Despite higher costs from tariffs and what CEO Jon Moeller called a “challenging consumer and geopolitical environment,” P&G reiterated its forecast for all-in sales and earnings for the fiscal year, which began in July.

Shares of the company rose 4% in premarket trading.

Here’s what the company reported for the quarter ended Sept. 30 compared with what Wall Street was expecting, based on a survey of analysts by LSEG:

  • Earnings per share: $1.99 adjusted vs. $1.90 expected
  • Revenue: $22.39 billion vs. $22.18 billion expected

P&G reported fiscal first-quarter net income attributable to the company of $4.75 billion, or $1.95 per share, up from $3.96 billion, or $1.61 per share, a year earlier.

Excluding items, including costs associated with incremental restructuring, the consumer giant earned $1.99 per share.

Net sales rose 3% to $22.39 billion. Organic sales, which strips out the impact of acquisitions, divestitures and foreign currency, increased 2% in the quarter

Though revenue metrics were higher, P&G’s volume was flat compared with the year-ago period. Volume excludes pricing, which makes it a more accurate reflection of demand than sales. Like many consumer companies, P&G has seen demand for some of its products fall as inflation-weary consumers seek out deals.

‘K-shaped’ shopping

Boxes of Tide Pods dishwasher detergent are displayed at a Costco Wholesale store on July 12, 2025 in San Diego, California.

Kevin Carter | Getty Images News | Getty Images

P&G reported Friday that volume for both its health care and fabric and home care divisions, which includes Tide and Swiffer, fell 2% during the quarter.

The company’s baby, feminine and family care segment reported flat volume for the quarter. That division includes brands like Pampers and Tampax.
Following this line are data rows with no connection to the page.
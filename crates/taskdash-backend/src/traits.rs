//! Store client trait definitions

use async_trait::async_trait;
use taskdash_core::{AttributeValue, Item};
use thiserror::Error;

/// Result type for backend operations
pub type BackendResult<T> = Result<T, BackendError>;

/// Errors that can occur during backend operations
#[derive(Error, Debug)]
pub enum BackendError {
    /// Connection error
    #[error("connection error: {0}")]
    Connection(String),

    /// Query against a table or index failed
    #[error("query on {table} failed: {message}")]
    Query { table: String, message: String },

    /// Point lookup failed
    #[error("get item {key} from {table} failed: {message}")]
    GetItem {
        table: String,
        key: String,
        message: String,
    },

    /// Reading or changing a table's time-to-live setting failed
    #[error("TTL update on {table} failed: {message}")]
    TimeToLive { table: String, message: String },

    /// Table or index is not known to the store
    #[error("resource not found: {0}")]
    ResourceNotFound(String),

    /// A value could not be converted between representations
    #[error("conversion error: {0}")]
    Conversion(String),

    /// Internal error
    #[error("internal error: {0}")]
    Internal(String),
}

/// Equality condition on a key attribute
#[derive(Debug, Clone, PartialEq)]
pub struct KeyCondition {
    pub attribute: String,
    pub value: AttributeValue,
}

impl KeyCondition {
    /// `attribute = value`
    pub fn eq(attribute: impl Into<String>, value: impl Into<AttributeValue>) -> Self {
        Self {
            attribute: attribute.into(),
            value: value.into(),
        }
    }
}

/// Parameters of a sorted range query
#[derive(Debug, Clone, PartialEq)]
pub struct QueryInput {
    pub table_name: String,

    /// Secondary index to query; `None` queries the table itself
    pub index_name: Option<String>,

    pub key_condition: KeyCondition,

    /// Attributes to return; empty means all
    pub projection: Vec<String>,

    /// Maximum number of items to evaluate
    pub limit: Option<i32>,

    /// Ascending order when true
    pub scan_forward: bool,

    /// Resume after this key
    pub exclusive_start_key: Option<Item>,
}

impl QueryInput {
    /// Create a new query on a table
    pub fn new(table_name: impl Into<String>, key_condition: KeyCondition) -> Self {
        Self {
            table_name: table_name.into(),
            index_name: None,
            key_condition,
            projection: Vec::new(),
            limit: None,
            scan_forward: true,
            exclusive_start_key: None,
        }
    }

    /// Query a secondary index
    pub fn index(mut self, index_name: impl Into<String>) -> Self {
        self.index_name = Some(index_name.into());
        self
    }

    /// Restrict the returned attributes
    pub fn projection<I, S>(mut self, attributes: I) -> Self
    where
        I: IntoIterator<Item = S>,
        S: Into<String>,
    {
        self.projection = attributes.into_iter().map(Into::into).collect();
        self
    }

    /// Set the page size
    pub fn limit(mut self, limit: i32) -> Self {
        self.limit = Some(limit);
        self
    }

    /// Set the sort direction
    pub fn scan_forward(mut self, ascending: bool) -> Self {
        self.scan_forward = ascending;
        self
    }

    /// Resume after a previously returned key
    pub fn exclusive_start_key(mut self, key: Option<Item>) -> Self {
        self.exclusive_start_key = key;
        self
    }
}

/// One page of query results
#[derive(Debug, Clone, Default, PartialEq)]
pub struct QueryOutput {
    pub items: Vec<Item>,

    /// Set when the store stopped before the end of the range
    pub last_evaluated_key: Option<Item>,
}

/// Parameters of a point lookup
#[derive(Debug, Clone, PartialEq)]
pub struct GetItemInput {
    pub table_name: String,
    pub key: Item,

    /// Attributes to return; empty means all
    pub projection: Vec<String>,
}

impl GetItemInput {
    /// Look up `key` in `table_name`
    pub fn new(table_name: impl Into<String>, key: Item) -> Self {
        Self {
            table_name: table_name.into(),
            key,
            projection: Vec::new(),
        }
    }

    /// Restrict the returned attributes
    pub fn projection<I, S>(mut self, attributes: I) -> Self
    where
        I: IntoIterator<Item = S>,
        S: Into<String>,
    {
        self.projection = attributes.into_iter().map(Into::into).collect();
        self
    }
}

/// Result of a point lookup
#[derive(Debug, Clone, Default, PartialEq)]
pub struct GetItemOutput {
    /// `None` when no item has the requested key
    pub item: Option<Item>,
}

/// Key-value store holding the task-state table
#[async_trait]
pub trait StoreClient: Send + Sync {
    /// Run a sorted range query.
    ///
    /// `Ok(None)` means the store produced no output for the parameters.
    async fn query(&self, input: QueryInput) -> BackendResult<Option<QueryOutput>>;

    /// Fetch a single item by primary key
    async fn get_item(&self, input: GetItemInput) -> BackendResult<GetItemOutput>;
}

/// Render a key for error messages and logs
pub fn describe_key(key: &Item) -> String {
    let parts: Vec<String> = key
        .iter()
        .map(|(name, value)| match value {
            AttributeValue::S(s) | AttributeValue::N(s) => format!("{}={}", name, s),
            other => format!("{}=<{}>", name, other.type_name()),
        })
        .collect();
    parts.join(",")
}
P&G’s beauty business was a bright spot. The division, which includes brands like Olay and SK-II, reported volume growth of 4% and overall sales growth of 6%.

And P&G’s grooming business, which includes Gillette and Venus razors, saw volume rise 1% in the quarter for a sales increase of 5%.
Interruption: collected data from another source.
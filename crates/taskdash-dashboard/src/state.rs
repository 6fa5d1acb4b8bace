//! Dashboard shared state

use std::sync::Arc;
use std::time::Instant;
use taskdash_backend::{DynamoDbStore, DynamoDbStoreConfig};
use taskdash_broker::{RedisBroker, RedisBrokerConfig};
use taskdash_core::DashConfig;
use tracing::info;

use crate::dashboard::{Dashboard, TaskDashboard, TaskTables};

/// Dashboard shared state
pub struct DashboardState {
    pub config: DashConfig,
    pub dashboard: Arc<dyn Dashboard>,
    pub started_at: Instant,
}

impl DashboardState {
    /// Connect to DynamoDB and Redis and build the dashboard
    pub async fn new(config: DashConfig) -> Result<Self, Box<dyn std::error::Error>> {
        let store = DynamoDbStore::with_config(DynamoDbStoreConfig::from(&config.dynamodb)).await;

        if config.dynamodb.enable_ttl {
            for table in [
                &config.dynamodb.task_states_table,
                &config.dynamodb.group_metas_table,
            ] {
                store
                    .ensure_ttl(table, &config.dynamodb.ttl_attribute)
                    .await?;
            }
        }

        let broker = RedisBroker::with_config(RedisBrokerConfig::from(&config.broker)).await?;

        let dashboard = TaskDashboard::new(
            Arc::new(store),
            Arc::new(broker),
            TaskTables::from(&config.dynamodb),
        );

        info!(
            table = %config.dynamodb.task_states_table,
            index = %config.dynamodb.state_index,
            "Dashboard ready"
        );

        Ok(Self::with_dashboard(config, Arc::new(dashboard)))
    }

    /// Build state around an existing dashboard
    pub fn with_dashboard(config: DashConfig, dashboard: Arc<dyn Dashboard>) -> Self {
        Self {
            config,
            dashboard,
            started_at: Instant::now(),
        }
    }

    /// Seconds since the state was created
    pub fn uptime_secs(&self) -> u64 {
        self.started_at.elapsed().as_secs()
    }
}
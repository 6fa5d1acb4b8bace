//! DynamoDB task store implementation
//!
//! Reads the task-state table written by the queue's DynamoDB result
//! backend. Range queries go through the state secondary index; point
//! lookups hit the table's `TaskUUID` partition key. Every attribute name in
//! an expression is referenced through a `#aN` placeholder because `State`
//! and `Error` are DynamoDB reserved words.

use crate::traits::{
    describe_key, BackendError, BackendResult, GetItemInput, GetItemOutput, QueryInput,
    QueryOutput, StoreClient,
};
use async_trait::async_trait;
use aws_config::BehaviorVersion;
use aws_sdk_dynamodb::{
    config::Region,
    error::DisplayErrorContext,
    primitives::Blob,
    types::{AttributeValue as SdkValue, TimeToLiveSpecification, TimeToLiveStatus},
    Client,
};
use std::collections::HashMap;
use taskdash_core::{AttributeValue, Item};
use tracing::{debug, info};

type SdkItem = HashMap<String, SdkValue>;

/// DynamoDB store implementation
#[derive(Debug, Clone)]
pub struct DynamoDbStore {
    client: Client,
}

/// Configuration for the DynamoDB store
#[derive(Debug, Clone)]
pub struct DynamoDbStoreConfig {
    /// AWS region
    pub region: String,

    /// Custom endpoint URL (for DynamoDB Local, etc.)
    pub endpoint_url: Option<String>,
}

impl Default for DynamoDbStoreConfig {
    fn default() -> Self {
        Self {
            region: "us-east-1".to_string(),
            endpoint_url: None,
        }
    }
}

impl From<&taskdash_core::config::DynamoDbConfig> for DynamoDbStoreConfig {
    fn from(config: &taskdash_core::config::DynamoDbConfig) -> Self {
        Self {
            region: config.region.clone(),
            endpoint_url: config.endpoint.clone(),
        }
    }
}

impl DynamoDbStore {
    /// Wrap a pre-built DynamoDB client
    pub fn new(client: Client) -> Self {
        Self { client }
    }

    /// Create a store from the AWS default provider chain
    pub async fn with_config(config: DynamoDbStoreConfig) -> Self {
        let mut loader =
            aws_config::defaults(BehaviorVersion::latest()).region(Region::new(config.region.clone()));
        if let Some(endpoint) = &config.endpoint_url {
            loader = loader.endpoint_url(endpoint);
        }
        let aws_config = loader.load().await;

        info!(
            region = %config.region,
            endpoint = config.endpoint_url.as_deref().unwrap_or("default"),
            "Configured DynamoDB task store"
        );

        Self::new(Client::new(&aws_config))
    }

    /// Enable time-to-live on `table` using `attribute`, unless it is
    /// already enabled or being enabled
    pub async fn ensure_ttl(&self, table: &str, attribute: &str) -> BackendResult<()> {
        let desc = self
            .client
            .describe_time_to_live()
            .table_name(table)
            .send()
            .await
            .map_err(|e| ttl_error(table, DisplayErrorContext(&e)))?;

        let status = desc
            .time_to_live_description()
            .and_then(|d| d.time_to_live_status());
        if matches!(
            status,
            Some(TimeToLiveStatus::Enabled) | Some(TimeToLiveStatus::Enabling)
        ) {
            debug!(table, "TTL already enabled");
            return Ok(());
        }

        info!(table, attribute, "Enabling TTL on table");
        let spec = TimeToLiveSpecification::builder()
            .enabled(true)
            .attribute_name(attribute)
            .build()
            .map_err(|e| ttl_error(table, e))?;

        let out = self
            .client
            .update_time_to_live()
            .table_name(table)
            .time_to_live_specification(spec)
            .send()
            .await
            .map_err(|e| ttl_error(table, DisplayErrorContext(&e)))?;

        let enabled = out
            .time_to_live_specification()
            .map(|s| s.enabled())
            .unwrap_or(false);
        if !enabled {
            return Err(ttl_error(table, "time to live was not enabled"));
        }

        Ok(())
    }
}

#[async_trait]
impl StoreClient for DynamoDbStore {
    async fn query(&self, input: QueryInput) -> BackendResult<Option<QueryOutput>> {
        let mut names = ExpressionNames::default();
        let key_name = names.placeholder(&input.key_condition.attribute);

        let mut request = self
            .client
            .query()
            .table_name(&input.table_name)
            .set_index_name(input.index_name.clone())
            .key_condition_expression(format!("{} = :key", key_name))
            .expression_attribute_values(":key", to_sdk(&input.key_condition.value))
            .scan_index_forward(input.scan_forward)
            .set_limit(input.limit)
            .set_exclusive_start_key(input.exclusive_start_key.as_ref().map(to_sdk_item));

        if !input.projection.is_empty() {
            request = request.projection_expression(names.projection(&input.projection));
        }

        let output = request
            .set_expression_attribute_names(Some(names.into_map()))
            .send()
            .await
            .map_err(|e| {
                let not_found = e
                    .as_service_error()
                    .map(|s| s.is_resource_not_found_exception())
                    .unwrap_or(false);
                if not_found {
                    BackendError::ResourceNotFound(input.table_name.clone())
                } else {
                    BackendError::Query {
                        table: input.table_name.clone(),
                        message: DisplayErrorContext(&e).to_string(),
                    }
                }
            })?;

        let items = output
            .items()
            .iter()
            .map(from_sdk_item)
            .collect::<BackendResult<Vec<_>>>()?;

        let last_evaluated_key = match output.last_evaluated_key() {
            Some(key) if !key.is_empty() => Some(from_sdk_item(key)?),
            _ => None,
        };

        debug!(
            table = %input.table_name,
            index = input.index_name.as_deref().unwrap_or("-"),
            count = items.len(),
            more = last_evaluated_key.is_some(),
            "Query completed"
        );

        Ok(Some(QueryOutput {
            items,
            last_evaluated_key,
        }))
    }

    async fn get_item(&self, input: GetItemInput) -> BackendResult<GetItemOutput> {
        let mut request = self
            .client
            .get_item()
            .table_name(&input.table_name)
            .set_key(Some(to_sdk_item(&input.key)));

        if !input.projection.is_empty() {
            let mut names = ExpressionNames::default();
            request = request
                .projection_expression(names.projection(&input.projection))
                .set_expression_attribute_names(Some(names.into_map()));
        }

        let output = request.send().await.map_err(|e| BackendError::GetItem {
            table: input.table_name.clone(),
            key: describe_key(&input.key),
            message: DisplayErrorContext(&e).to_string(),
        })?;

        let item = output.item().map(from_sdk_item).transpose()?;
        Ok(GetItemOutput { item })
    }
}

/// Placeholder allocation for `ExpressionAttributeNames`
#[derive(Debug, Default)]
struct ExpressionNames {
    names: Vec<String>,
}

impl ExpressionNames {
    /// Placeholder for `attribute`, allocating one on first use
    fn placeholder(&mut self, attribute: &str) -> String {
        let index = match self.names.iter().position(|n| n == attribute) {
            Some(index) => index,
            None => {
                self.names.push(attribute.to_string());
                self.names.len() - 1
            }
        };
        format!("#a{}", index)
    }

    /// Projection expression over `attributes`
    fn projection(&mut self, attributes: &[String]) -> String {
        attributes
            .iter()
            .map(|a| self.placeholder(a))
            .collect::<Vec<_>>()
            .join(", ")
    }

    fn into_map(self) -> HashMap<String, String> {
        self.names
            .into_iter()
            .enumerate()
            .map(|(i, name)| (format!("#a{}", i), name))
            .collect()
    }
}

fn ttl_error(table: &str, message: impl std::fmt::Display) -> BackendError {
    BackendError::TimeToLive {
        table: table.to_string(),
        message: message.to_string(),
    }
}

/// Convert a store value into its SDK form
pub fn to_sdk(value: &AttributeValue) -> SdkValue {
    match value {
        AttributeValue::S(s) => SdkValue::S(s.clone()),
        AttributeValue::N(n) => SdkValue::N(n.clone()),
        AttributeValue::B(b) => SdkValue::B(Blob::new(b.clone())),
        AttributeValue::Bool(b) => SdkValue::Bool(*b),
        AttributeValue::Null(b) => SdkValue::Null(*b),
        AttributeValue::L(values) => SdkValue::L(values.iter().map(to_sdk).collect()),
        AttributeValue::M(map) => SdkValue::M(to_sdk_item(map)),
        AttributeValue::Ss(values) => SdkValue::Ss(values.clone()),
        AttributeValue::Ns(values) => SdkValue::Ns(values.clone()),
        AttributeValue::Bs(values) => {
            SdkValue::Bs(values.iter().map(|b| Blob::new(b.clone())).collect())
        }
    }
}

/// Convert an SDK value into a store value
pub fn from_sdk(value: &SdkValue) -> BackendResult<AttributeValue> {
    Ok(match value {
        SdkValue::S(s) => AttributeValue::S(s.clone()),
        SdkValue::N(n) => AttributeValue::N(n.clone()),
        SdkValue::B(b) => AttributeValue::B(b.as_ref().to_vec()),
        SdkValue::Bool(b) => AttributeValue::Bool(*b),
        SdkValue::Null(b) => AttributeValue::Null(*b),
        SdkValue::L(values) => {
            AttributeValue::L(values.iter().map(from_sdk).collect::<BackendResult<_>>()?)
        }
        SdkValue::M(map) => AttributeValue::M(from_sdk_item(map)?),
        SdkValue::Ss(values) => AttributeValue::Ss(values.clone()),
        SdkValue::Ns(values) => AttributeValue::Ns(values.clone()),
        SdkValue::Bs(values) => {
            AttributeValue::Bs(values.iter().map(|b| b.as_ref().to_vec()).collect())
        }
        other => {
            return Err(BackendError::Conversion(format!(
                "unsupported attribute value {:?}",
                other
            )))
        }
    })
}

fn to_sdk_item(item: &Item) -> SdkItem {
    item.iter()
        .map(|(name, value)| (name.clone(), to_sdk(value)))
        .collect()
}

fn from_sdk_item(item: &SdkItem) -> BackendResult<Item> {
    item.iter()
        .map(|(name, value)| Ok((name.clone(), from_sdk(value)?)))
        .collect()
}

#[cfg(test)]
mod tests {
    use super::*;
    use pretty_assertions::assert_eq;

    #[test]
    fn test_expression_names_share_placeholders() {
        let mut names = ExpressionNames::default();
        assert_eq!(names.placeholder("State"), "#a0");

        let projection: Vec<String> = ["TaskUUID", "State", "Error"]
            .iter()
            .map(|s| s.to_string())
            .collect();
        assert_eq!(names.projection(&projection), "#a1, #a0, #a2");

        let map = names.into_map();
        assert_eq!(map.len(), 3);
        assert_eq!(map["#a0"], "State");
        assert_eq!(map["#a2"], "Error");
    }

    #[test]
    fn test_sdk_conversion_preserves_nested_values() {
        let mut nested = Item::new();
        nested.insert("count".to_string(), AttributeValue::n(2));
        nested.insert("raw".to_string(), AttributeValue::B(vec![1, 2, 3]));

        let value = AttributeValue::L(vec![
            AttributeValue::s("FAILURE"),
            AttributeValue::M(nested),
            AttributeValue::Null(true),
            AttributeValue::Ss(vec!["a".to_string(), "b".to_string()]),
        ]);

        assert_eq!(from_sdk(&to_sdk(&value)).unwrap(), value);
    }

    #[tokio::test]
    async fn test_ttl_failure_is_reported_as_ttl_error() {
        use aws_sdk_dynamodb::config::{retry::RetryConfig, Credentials};

        let config = aws_sdk_dynamodb::Config::builder()
            .behavior_version(BehaviorVersion::latest())
            .region(Region::new("us-east-1"))
            .endpoint_url("http://127.0.0.1:1")
            .credentials_provider(Credentials::new("local", "local", None, None, "test"))
            .retry_config(RetryConfig::disabled())
            .build();
        let store = DynamoDbStore::new(Client::from_conf(config));

        let err = store.ensure_ttl("task_states", "TTL").await.unwrap_err();
        match err {
            BackendError::TimeToLive { table, .. } => assert_eq!(table, "task_states"),
            other => panic!("unexpected error: {}", other),
        }
    }
}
For fiscal 2026, the company is now projecting that President Donald Trump’s tariffs will result in $400 million in after-tax costs, down from its prior outlook of $800 million. When P&G originally formulated its forecast, it had included retaliatory tariffs on Canada, which have since been rescinded. As a result, the company is now planning to raise prices less than expected, Moeller said on CNBC’s “Squawk Box” on Friday morning.

However, Trump said on Thursday evening that he is terminating all trade talks with Canada over a TV ad, which could mean higher costs ahead for P&G.

P&G also reiterated its fiscal 2026 forecast of sales growth between 1% and 5% and earnings per share in the range of $6.83 to $7.09.